Pirtobrutinib, sold under the brand name Jaypirca, is an anticancer medication that is used to treat mantle cell lymphoma. It inhibits B cell lymphocyte proliferation and survival by binding and inhibiting Bruton's tyrosine kinase (BTK). It is taken by mouth.

The most common adverse reactions include fatigue, musculoskeletal pain, diarrhea, edema, dyspnea, pneumonia, and bruising. Grade 3 or 4 laboratory abnormalities include decreased neutrophil counts, lymphocyte counts, and platelet counts.
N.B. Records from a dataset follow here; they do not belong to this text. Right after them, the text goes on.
//! Action space.
use rand::Rng;
use serde::{Deserialize, Serialize};

/// The set of legal actions of an environment.
#[derive(Debug, Clone, Copy, PartialEq, Eq, Deserialize, Serialize)]
pub enum ActionSpace {
    /// Actions are the integers `0..n`.
    Discrete(usize),
}

impl ActionSpace {
    /// Returns the number of actions.
    pub fn n_actions(&self) -> usize {
        match self {
            Self::Discrete(n) => *n,
        }
    }

    /// Draws an action uniformly at random.
    pub fn sample<R: Rng + ?Sized>(&self, rng: &mut R) -> usize {
        match self {
            Self::Discrete(n) => rng.gen_range(0..*n),
        }
    }

    /// Returns `true` if `act` is a legal action.
    pub fn contains(&self, act: usize) -> bool {
        act < self.n_actions()
    }
}

#[cfg(test)]
mod tests {
    use super::*;
    use rand::{rngs::StdRng, SeedableRng};

    #[test]
    fn test_sample_is_legal() {
        let space = ActionSpace::Discrete(4);
        let mut rng = StdRng::seed_from_u64(42);
        let mut seen = [false; 4];

        for _ in 0..200 {
            let a = space.sample(&mut rng);
            assert!(space.contains(a));
            seen[a] = true;
        }

        assert!(seen.iter().all(|&s| s));
        assert!(!space.contains(4));
    }
}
Pirtobrutinib was approved for medical use in the United States in January 2023.

Medical uses
In the US, pirtobrutinib is indicated to treat relapsed or refractory mantle cell lymphoma after at least two lines of systemic therapy, including a Bruton's tyrosine kinase (BTK) inhibitor.

Mechanism of action
B cells are white cells of the lymphocyte subtype that produce antibodies, but when some of them grow uncontrollably they can be a cause of cancer. A key enzyme in B cell stimulation and survival is BTK, and pirtobrutinib inhibits BTK in a way that is different from the prototypical BTK inhibitor ibrutinib by binding in a different way that avoids a genetic change (mutation at active site cysteine residue C481 in BTK) that can make some tumors less responsive to ibrutinib.

History
Pirtobrutinib is manufactured by Eli Lilly and Company and was approved by the US Food and Drug Administration in January 2023, for the treatment of mantle cell lymphoma that has become refractory to other BTK inhibitors.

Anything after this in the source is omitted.